Para o “obreiro” da luta dos moradores de Francos, Fernando Torres, a acção do proprietário deveria ser considerada “atentado público”. Avaliará com o advogado a possibilidade de saírem disto com alguma almofada que faça frente às perdas. Mas, se tal não for possível, quer, ao menos, que o assunto fique registado: “Isto, na verdade, já nem é pelo dinheiro. É pela honra e dignidade. Até os bichos mataram…”

João Pedro põe o dedo na ferida maior: “Esta situação seria sempre difícil, mas no estado em que estamos agora estas hortas eram mais importantes do que nunca”, atira. Com a pandemia de covid-19, conta, as dificuldades no bairro camarário cavaram ainda mais fundo.

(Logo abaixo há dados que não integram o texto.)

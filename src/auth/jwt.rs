use std::time::Duration;

use axum::extract::FromRef;
use jsonwebtoken::{decode, encode, errors::ErrorKind, DecodingKey, EncodingKey, Header, Validation};
use thiserror::Error;
use time::{Duration as TimeDuration, OffsetDateTime};
use tracing::debug;

use crate::accounts::repo_types::User;
use crate::auth::claims::{Claims, TokenPurpose};
use crate::config::JwtConfig;
use crate::state::AppState;

#[derive(Debug, Error)]
pub enum TokenError {
    #[error("token expired")]
    Expired,
    #[error("invalid token")]
    Invalid,
    #[error("wrong token purpose")]
    Purpose,
    #[error("token signing failed: {0}")]
    Sign(jsonwebtoken::errors::Error),
}

/// Holds JWT signing and verification keys with config data.
#[derive(Clone)]
pub struct JwtKeys {
    pub encoding: EncodingKey,
    pub decoding: DecodingKey,
    pub issuer: String,
    pub audience: String,
    pub login_ttl: Duration,
    pub reset_ttl: Duration,
}

impl FromRef<AppState> for JwtKeys {
    fn from_ref(state: &AppState) -> Self {
        let JwtConfig {
            secret,
            issuer,
            audience,
            login_ttl_minutes,
            reset_ttl_minutes,
        } = state.config.jwt.clone();
        Self {
            encoding: EncodingKey::from_secret(secret.as_bytes()),
            decoding: DecodingKey::from_secret(secret.as_bytes()),
            issuer,
            audience,
            login_ttl: Duration::from_secs((login_ttl_minutes as u64) * 60),
            reset_ttl: Duration::from_secs((reset_ttl_minutes as u64) * 60),
        }
    }
}

impl JwtKeys {
    fn sign_with_purpose(&self, user: &User, purpose: TokenPurpose) -> Result<String, TokenError> {
        let now = OffsetDateTime::now_utc();
        let ttl = match purpose {
            TokenPurpose::Login => self.login_ttl,
            TokenPurpose::Reset => self.reset_ttl,
        };
        let exp = now + TimeDuration::seconds(ttl.as_secs() as i64);
        let claims = Claims {
            sub: user.id,
            email: user.email.clone(),
            iat: now.unix_timestamp() as usize,
            exp: exp.unix_timestamp() as usize,
            iss: self.issuer.clone(),
            aud: self.audience.clone(),
            purpose,
            pwv: user.password_version,
        };
        let token = encode(&Header::default(), &claims, &self.encoding).map_err(TokenError::Sign)?;
        debug!(user_id = %user.id, purpose = ?purpose, "jwt signed");
        Ok(token)
    }

    pub fn sign_login(&self, user: &User) -> Result<String, TokenError> {
        self.sign_with_purpose(user, TokenPurpose::Login)
    }
    pub fn sign_reset(&self, user: &User) -> Result<String, TokenError> {
        self.sign_with_purpose(user, TokenPurpose::Reset)
    }

    pub fn verify(&self, token: &str) -> Result<Claims, TokenError> {
        let mut validation = Validation::default();
        validation.set_audience(std::slice::from_ref(&self.audience));
        validation.set_issuer(std::slice::from_ref(&self.issuer));
        let data = decode::<Claims>(token, &self.decoding, &validation).map_err(|e| {
            match e.kind() {
                ErrorKind::ExpiredSignature => TokenError::Expired,
                _ => TokenError::Invalid,
            }
        })?;
        debug!(user_id = %data.claims.sub, purpose = ?data.claims.purpose, "jwt verified");
        Ok(data.claims)
    }

    /// Verify signature and expiry, then require the expected purpose.
    pub fn verify_purpose(&self, token: &str, purpose: TokenPurpose) -> Result<Claims, TokenError> {
        let claims = self.verify(token)?;
        if claims.purpose != purpose {
            return Err(TokenError::Purpose);
        }
        Ok(claims)
    }
}

#[cfg(test)]
mod tests {
    use super::*;
    use uuid::Uuid;

    fn make_keys() -> JwtKeys {
        let state = AppState::fake();
        JwtKeys::from_ref(&state)
    }

    fn make_user() -> User {
        let now = OffsetDateTime::now_utc();
        User {
            id: Uuid::new_v4(),
            first_name: "Ada".into(),
            last_name: "Lovelace".into(),
            email: "ada@example.com".into(),
            password_hash: "x".into(),
            password_version: 0,
            created_at: now,
            updated_at: now,
        }
    }

    #[test]
    fn sign_and_verify_login_token() {
        let keys = make_keys();
        let user = make_user();
        let token = keys.sign_login(&user).expect("sign login");
        let claims = keys.verify(&token).expect("verify token");
        assert_eq!(claims.sub, user.id);
        assert_eq!(claims.email, "ada@example.com");
        assert_eq!(claims.iss, "test-issuer");
        assert_eq!(claims.aud, "test-aud");
        assert_eq!(claims.purpose, TokenPurpose::Login);
    }

    #[test]
    fn sign_and_verify_reset_token() {
        let keys = make_keys();
        let user = make_user();
        let token = keys.sign_reset(&user).expect("sign reset");
        let claims = keys
            .verify_purpose(&token, TokenPurpose::Reset)
            .expect("verify reset");
        assert_eq!(claims.sub, user.id);
        assert_eq!(claims.purpose, TokenPurpose::Reset);
    }

    #[test]
    fn verify_purpose_rejects_mismatch() {
        let keys = make_keys();
        let token = keys.sign_reset(&make_user()).expect("sign reset");
        let err = keys.verify_purpose(&token, TokenPurpose::Login).unwrap_err();
        assert!(matches!(err, TokenError::Purpose));
    }

    #[test]
    fn verify_rejects_expired_token() {
        let keys = make_keys();
        let user = make_user();
        // Hand-roll claims that expired well past the default leeway.
        let now = OffsetDateTime::now_utc();
        let claims = Claims {
            sub: user.id,
            email: user.email.clone(),
            iat: (now.unix_timestamp() - 7200) as usize,
            exp: (now.unix_timestamp() - 3600) as usize,
            iss: keys.issuer.clone(),
            aud: keys.audience.clone(),
            purpose: TokenPurpose::Login,
            pwv: 0,
        };
        let token = encode(&Header::default(), &claims, &keys.encoding).expect("encode");
        let err = keys.verify(&token).unwrap_err();
        assert!(matches!(err, TokenError::Expired));
    }

    #[test]
    fn verify_rejects_foreign_signature() {
        let keys = make_keys();
        let other = JwtKeys {
            encoding: EncodingKey::from_secret(b"some-other-secret"),
            decoding: DecodingKey::from_secret(b"some-other-secret"),
            ..make_keys()
        };
        let token = other.sign_login(&make_user()).expect("sign");
        let err = keys.verify(&token).unwrap_err();
        assert!(matches!(err, TokenError::Invalid));
    }

    #[test]
    fn verify_fails_closed_on_missing_claims() {
        let keys = make_keys();
        let now = OffsetDateTime::now_utc().unix_timestamp();
        // No purpose, no sub: must not decode into Claims.
        let partial = serde_json::json!({
            "email": "ada@example.com",
            "iat": now,
            "exp": now + 600,
            "iss": keys.issuer,
            "aud": keys.audience,
        });
        let token = encode(&Header::default(), &partial, &keys.encoding).expect("encode");
        let err = keys.verify(&token).unwrap_err();
        assert!(matches!(err, TokenError::Invalid));
    }
}
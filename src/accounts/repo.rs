use std::collections::HashMap;
use std::sync::Arc;

use async_trait::async_trait;
use sqlx::PgPool;
use thiserror::Error;
use time::OffsetDateTime;
use tokio::sync::RwLock;
use uuid::Uuid;

use crate::accounts::repo_types::{NewUser, User};

#[derive(Debug, Error)]
pub enum RepoError {
    #[error("email already registered")]
    DuplicateEmail,
    #[error(transparent)]
    Database(#[from] sqlx::Error),
}

/// Durable user storage keyed by id and unique email.
#[async_trait]
pub trait UserRepo: Send + Sync {
    async fn insert(&self, new: NewUser) -> Result<User, RepoError>;
    async fn find_by_email(&self, email: &str) -> Result<Option<User>, RepoError>;
    async fn find_by_id(&self, id: Uuid) -> Result<Option<User>, RepoError>;
    async fn update(&self, user: &User) -> Result<(), RepoError>;
    /// Deleting an id that is already gone succeeds.
    async fn delete(&self, id: Uuid) -> Result<(), RepoError>;
}

fn map_insert_err(e: sqlx::Error) -> RepoError {
    if let sqlx::Error::Database(ref db) = e {
        if db.is_unique_violation() {
            return RepoError::DuplicateEmail;
        }
    }
    RepoError::Database(e)
}

/// Postgres-backed repository.
pub struct PgUserRepo {
    pool: PgPool,
}

impl PgUserRepo {
    pub fn new(pool: PgPool) -> Self {
        Self { pool }
    }
}

#[async_trait]
impl UserRepo for PgUserRepo {
    async fn insert(&self, new: NewUser) -> Result<User, RepoError> {
        let user = sqlx::query_as::<_, User>(
            r#"
            INSERT INTO users (first_name, last_name, email, password_hash)
            VALUES ($1, $2, $3, $4)
            RETURNING id, first_name, last_name, email, password_hash,
                      password_version, created_at, updated_at
            "#,
        )
        .bind(&new.first_name)
        .bind(&new.last_name)
        .bind(&new.email)
        .bind(&new.password_hash)
        .fetch_one(&self.pool)
        .await
        .map_err(map_insert_err)?;
        Ok(user)
    }

    async fn find_by_email(&self, email: &str) -> Result<Option<User>, RepoError> {
        let user = sqlx::query_as::<_, User>(
            r#"
            SELECT id, first_name, last_name, email, password_hash,
                   password_version, created_at, updated_at
            FROM users
            WHERE email = $1
            "#,
        )
        .bind(email)
        .fetch_optional(&self.pool)
        .await?;
        Ok(user)
    }

    async fn find_by_id(&self, id: Uuid) -> Result<Option<User>, RepoError> {
        let user = sqlx::query_as::<_, User>(
            r#"
            SELECT id, first_name, last_name, email, password_hash,
                   password_version, created_at, updated_at
            FROM users
            WHERE id = $1
            "#,
        )
        .bind(id)
        .fetch_optional(&self.pool)
        .await?;
        Ok(user)
    }

    async fn update(&self, user: &User) -> Result<(), RepoError> {
        sqlx::query(
            r#"
            UPDATE users
            SET first_name = $2, last_name = $3, email = $4,
                password_hash = $5, password_version = $6, updated_at = $7
            WHERE id = $1
            "#,
        )
        .bind(user.id)
        .bind(&user.first_name)
        .bind(&user.last_name)
        .bind(&user.email)
        .bind(&user.password_hash)
        .bind(user.password_version)
        .bind(user.updated_at)
        .execute(&self.pool)
        .await
        .map_err(map_insert_err)?;
        Ok(())
    }

    async fn delete(&self, id: Uuid) -> Result<(), RepoError> {
        sqlx::query(r#"DELETE FROM users WHERE id = $1"#)
            .bind(id)
            .execute(&self.pool)
            .await?;
        Ok(())
    }
}

/// In-memory repository for tests and local runs without Postgres.
#[derive(Default, Clone)]
pub struct MemoryUserRepo {
    users: Arc<RwLock<HashMap<Uuid, User>>>,
}

impl MemoryUserRepo {
    pub fn new() -> Self {
        Self::default()
    }
}

#[async_trait]
impl UserRepo for MemoryUserRepo {
    async fn insert(&self, new: NewUser) -> Result<User, RepoError> {
        let mut users = self.users.write().await;
        if users.values().any(|u| u.email == new.email) {
            return Err(RepoError::DuplicateEmail);
        }
        let now = OffsetDateTime::now_utc();
        let user = User {
            id: Uuid::new_v4(),
            first_name: new.first_name,
            last_name: new.last_name,
            email: new.email,
            password_hash: new.password_hash,
            password_version: 0,
            created_at: now,
            updated_at: now,
        };
        users.insert(user.id, user.clone());
        Ok(user)
    }

    async fn find_by_email(&self, email: &str) -> Result<Option<User>, RepoError> {
        let users = self.users.read().await;
        Ok(users.values().find(|u| u.email == email).cloned())
    }

    async fn find_by_id(&self, id: Uuid) -> Result<Option<User>, RepoError> {
        let users = self.users.read().await;
        Ok(users.get(&id).cloned())
    }

    async fn update(&self, user: &User) -> Result<(), RepoError> {
        let mut users = self.users.write().await;
        if users
            .values()
            .any(|u| u.id != user.id && u.email == user.email)
        {
            return Err(RepoError::DuplicateEmail);
        }
        users.insert(user.id, user.clone());
        Ok(())
    }

    async fn delete(&self, id: Uuid) -> Result<(), RepoError> {
        let mut users = self.users.write().await;
        users.remove(&id);
        Ok(())
    }
}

Muitos perderam o emprego, entraram em layoff, viram ordenados reduzidos. Ficar sem a horta, deixa várias famílias “ainda mais pobres”.

“Era aqui que muita gente vinha buscar comida para pôr na mesa ou para vender”, afirma João Pedro. Confirma, de imediato, Andreia Almeida: “Levava para casa e sou vendedora ambulante, para fazer um extra. Tirava daqui o que vendia nas feiras.” A conta não é exacta, mas João Pedro arrisca com garantia de reduzida margem de erro: “São 24 pessoas a cultivar, mas o alimento chega a umas cem pessoas dessas famílias.” E ainda sobrava para cobrir necessidades de outros, acrescenta o vizinho José Barbosa enquanto ouve a conversa. Morador em Francos e reformado, lavrava ali a sua horta há 11 anos, e “até canários” tinha no seu pequeno barraco. “Levava alimento para casa, dava aos filhos e a outros”, conta, sem tirar os olhos do terreno. “Entretinha-me aqui...”, finaliza, sem esconder a emoção.

Na tristeza de José Barbosa reside uma outra questão. Quem o diz é João Pedro, um dos mais novos do grupo: “Isto é um desgosto enorme para muita gente. Pode escrever: muitos estão deprimidos por causa disto.” A “dona Lurdinhas”, anciã das hortas, com 89 anos, é um desses casos, exemplifica. “Tinha aqui o espaço dela há uns 40 anos.” Contam os vizinhos que, tal como Manuel Augusto, também ela se recusa ainda a aceitar este desfecho. Vai para o terreno quase todos os dias e senta-se no meio dos despojos, como se deles ainda pudesse brotar o que se destruiu.